• [Exercise requirements]
The data below is to be retyped exactly, line by line.

Stored items
* * * * *
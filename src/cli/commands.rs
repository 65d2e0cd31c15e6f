//! CLI command execution.

use std::io::{BufRead, Write};
use std::path::Path;

use crate::backend::ClassifierBackend;
use crate::backend::gemini::{GeminiBackend, GeminiConfig};
use crate::backend::trained::TrainedBackend;
use crate::backend::zero_shot::ZeroShotBackend;
use crate::catalog::ResponseCatalog;
use crate::chat::ChatSession;
use crate::cli::args::*;
use crate::cli::output;
use crate::dataset::{self, LabeledExample};
use crate::error::{DestekError, Result};
use crate::eval::{self, ComparisonReport};

/// Execute the parsed CLI command.
pub fn execute_command(args: DestekArgs) -> Result<()> {
    match args.command {
        Command::Train(train_args) => execute_train(train_args),
        Command::Evaluate(evaluate_args) => execute_evaluate(evaluate_args),
        Command::Compare(compare_args) => execute_compare(compare_args),
        Command::Chat(chat_args) => execute_chat(chat_args),
    }
}

/// Construct a backend from a CLI choice. Configuration problems (missing
/// credential, missing model artifact) surface here, before any
/// classification is attempted.
fn build_backend(
    choice: BackendChoice,
    model: Option<&Path>,
) -> Result<Box<dyn ClassifierBackend>> {
    match choice {
        BackendChoice::Gemini => Ok(Box::new(GeminiBackend::new(GeminiConfig::default())?)),
        BackendChoice::ZeroShot => Ok(Box::new(ZeroShotBackend::new()?)),
        BackendChoice::Trained => {
            let path = model.ok_or_else(|| {
                DestekError::config("the trained backend needs --model <MODEL_FILE>")
            })?;
            Ok(Box::new(TrainedBackend::load(path)?))
        }
    }
}

/// Load the dataset and carve out the evaluation sample: a stratified
/// held-out split, truncated to the requested sample size.
fn load_sample(data: &Path, sample_size: usize, seed: u64) -> Result<Vec<LabeledExample>> {
    let examples = dataset::load_examples(data)?;
    output::print_dataset_summary(&examples);

    let (_, mut test) = eval::stratified_split(&examples, 0.2, seed);
    test.truncate(sample_size);
    if test.is_empty() {
        return Err(DestekError::dataset(
            "held-out sample is empty; the dataset is too small to evaluate",
        ));
    }
    println!("Test sample: {} examples", test.len());
    Ok(test)
}

fn execute_train(args: TrainArgs) -> Result<()> {
    let examples = dataset::load_examples(&args.data)?;
    output::print_dataset_summary(&examples);

    let mut backend = TrainedBackend::new(args.algorithm.into()).with_seed(args.seed);
    let report = backend.fit(&examples)?;
    output::print_fit_report(&report);

    backend.save(&args.model_out)?;
    println!("Model saved: {}", args.model_out.display());
    Ok(())
}

fn execute_evaluate(args: EvaluateArgs) -> Result<()> {
    let sample = load_sample(&args.data, args.sample_size, args.seed)?;
    let backend = build_backend(args.backend, args.model.as_deref())?;

    let result = eval::evaluate(backend.as_ref(), &sample)?;
    output::print_evaluation(backend.name(), &result);
    Ok(())
}

fn execute_compare(args: CompareArgs) -> Result<()> {
    let sample = load_sample(&args.data, args.sample_size, args.seed)?;

    let mut report = ComparisonReport::new();
    for choice in &args.backends {
        // A backend that cannot be constructed is reported and skipped; the
        // comparison proceeds with whatever remains.
        let backend = match build_backend(*choice, args.model.as_deref()) {
            Ok(backend) => backend,
            Err(err) => {
                eprintln!("Skipping {}: {err}", choice.as_str());
                continue;
            }
        };

        println!("Evaluating {}...", backend.name());
        let result = eval::evaluate(backend.as_ref(), &sample)?;
        report.insert(backend.name().to_string(), result);
    }

    if report.is_empty() {
        return Err(DestekError::config(
            "no backend could be constructed; nothing to compare",
        ));
    }

    output::print_comparison(&report);
    Ok(())
}

fn execute_chat(args: ChatArgs) -> Result<()> {
    let backend = build_backend(args.backend, args.model.as_deref())?;
    let mut session = ChatSession::new(backend, ResponseCatalog::builtin());
    if let Some(seed) = args.seed {
        session = session.with_seed(seed);
    }

    println!("destek chat ({}) — empty line or Ctrl-D to exit", session.backend_name());

    let stdin = std::io::stdin();
    let mut stdout = std::io::stdout();
    loop {
        print!("> ");
        stdout.flush()?;

        let mut line = String::new();
        if stdin.lock().read_line(&mut line)? == 0 {
            break;
        }
        let message = line.trim();
        if message.is_empty() {
            break;
        }

        let reply = session.chat(message)?;
        println!(
            "[{} {:.2}] {}",
            reply.intent, reply.confidence, reply.response
        );
    }

    Ok(())
}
* * * * *
• [Result below]
filename src/cli/commands.rs
repository 65d2e0cd31c15e6f
//! CLI command execution.

use std::io::{BufRead, Write};
use std::path::Path;

use crate::backend::ClassifierBackend;
use crate::backend::gemini::{GeminiBackend, GeminiConfig};
use crate::backend::trained::TrainedBackend;
use crate::backend::zero_shot::ZeroShotBackend;
use crate::catalog::ResponseCatalog;
use crate::chat::ChatSession;
use crate::cli::args::*;
use crate::cli::output;
use crate::dataset::{self, LabeledExample};
use crate::error::{DestekError, Result};
use crate::eval::{self, ComparisonReport};

/// Execute the parsed CLI command.
pub fn execute_command(args: DestekArgs) -> Result<()> {
    match args.command {
        Command::Train(train_args) => execute_train(train_args),
        Command::Evaluate(evaluate_args) => execute_evaluate(evaluate_args),
        Command::Compare(compare_args) => execute_compare(compare_args),
        Command::Chat(chat_args) => execute_chat(chat_args),
    }
}

/// Construct a backend from a CLI choice. Configuration problems (missing
/// credential, missing model artifact) surface here, before any
/// classification is attempted.
fn build_backend(
    choice: BackendChoice,
    model: Option<&Path>,
) -> Result<Box<dyn ClassifierBackend>> {
    match choice {
        BackendChoice::Gemini => Ok(Box::new(GeminiBackend::new(GeminiConfig::default())?)),
        BackendChoice::ZeroShot => Ok(Box::new(ZeroShotBackend::new()?)),
        BackendChoice::Trained => {
            let path = model.ok_or_else(|| {
                DestekError::config("the trained backend needs --model <MODEL_FILE>")
            })?;
            Ok(Box::new(TrainedBackend::load(path)?))
        }
    }
}

/// Load the dataset and carve out the evaluation sample: a stratified
/// held-out split, truncated to the requested sample size.
fn load_sample(data: &Path, sample_size: usize, seed: u64) -> Result<Vec<LabeledExample>> {
    let examples = dataset::load_examples(data)?;
    output::print_dataset_summary(&examples);

    let (_, mut test) = eval::stratified_split(&examples, 0.2, seed);
    test.truncate(sample_size);
    if test.is_empty() {
        return Err(DestekError::dataset(
            "held-out sample is empty; the dataset is too small to evaluate",
        ));
    }
    println!("Test sample: {} examples", test.len());
    Ok(test)
}

fn execute_train(args: TrainArgs) -> Result<()> {
    let examples = dataset::load_examples(&args.data)?;
    output::print_dataset_summary(&examples);

    let mut backend = TrainedBackend::new(args.algorithm.into()).with_seed(args.seed);
    let report = backend.fit(&examples)?;
    output::print_fit_report(&report);

    backend.save(&args.model_out)?;
    println!("Model saved: {}", args.model_out.display());
    Ok(())
}

fn execute_evaluate(args: EvaluateArgs) -> Result<()> {
    let sample = load_sample(&args.data, args.sample_size, args.seed)?;
    let backend = build_backend(args.backend, args.model.as_deref())?;

    let result = eval::evaluate(backend.as_ref(), &sample)?;
    output::print_evaluation(backend.name(), &result);
    Ok(())
}

fn execute_compare(args: CompareArgs) -> Result<()> {
    let sample = load_sample(&args.data, args.sample_size, args.seed)?;

    let mut report = ComparisonReport::new();
    for choice in &args.backends {
        // A backend that cannot be constructed is reported and skipped; the
        // comparison proceeds with whatever remains.
        let backend = match build_backend(*choice, args.model.as_deref()) {
            Ok(backend) => backend,
            Err(err) => {
                eprintln!("Skipping {}: {err}", choice.as_str());
                continue;
            }
        };

        println!("Evaluating {}...", backend.name());
        let result = eval::evaluate(backend.as_ref(), &sample)?;
        report.insert(backend.name().to_string(), result);
    }

    if report.is_empty() {
        return Err(DestekError::config(
            "no backend could be constructed; nothing to compare",
        ));
    }

    output::print_comparison(&report);
    Ok(())
}

fn execute_chat(args: ChatArgs) -> Result<()> {
    let backend = build_backend(args.backend, args.model.as_deref())?;
    let mut session = ChatSession::new(backend, ResponseCatalog::builtin());
    if let Some(seed) = args.seed {
        session = session.with_seed(seed);
    }

    println!("destek chat ({}) — empty line or Ctrl-D to exit", session.backend_name());

    let stdin = std::io::stdin();
    let mut stdout = std::io::stdout();
    loop {
        print!("> ");
        stdout.flush()?;

        let mut line = String::new();
        if stdin.lock().read_line(&mut line)? == 0 {
            break;
        }
        let message = line.trim();
        if message.is_empty() {
            break;
        }

        let reply = session.chat(message)?;
        println!(
            "[{} {:.2}] {}",
            reply.intent, reply.confidence, reply.response
        );
    }

    Ok(())
}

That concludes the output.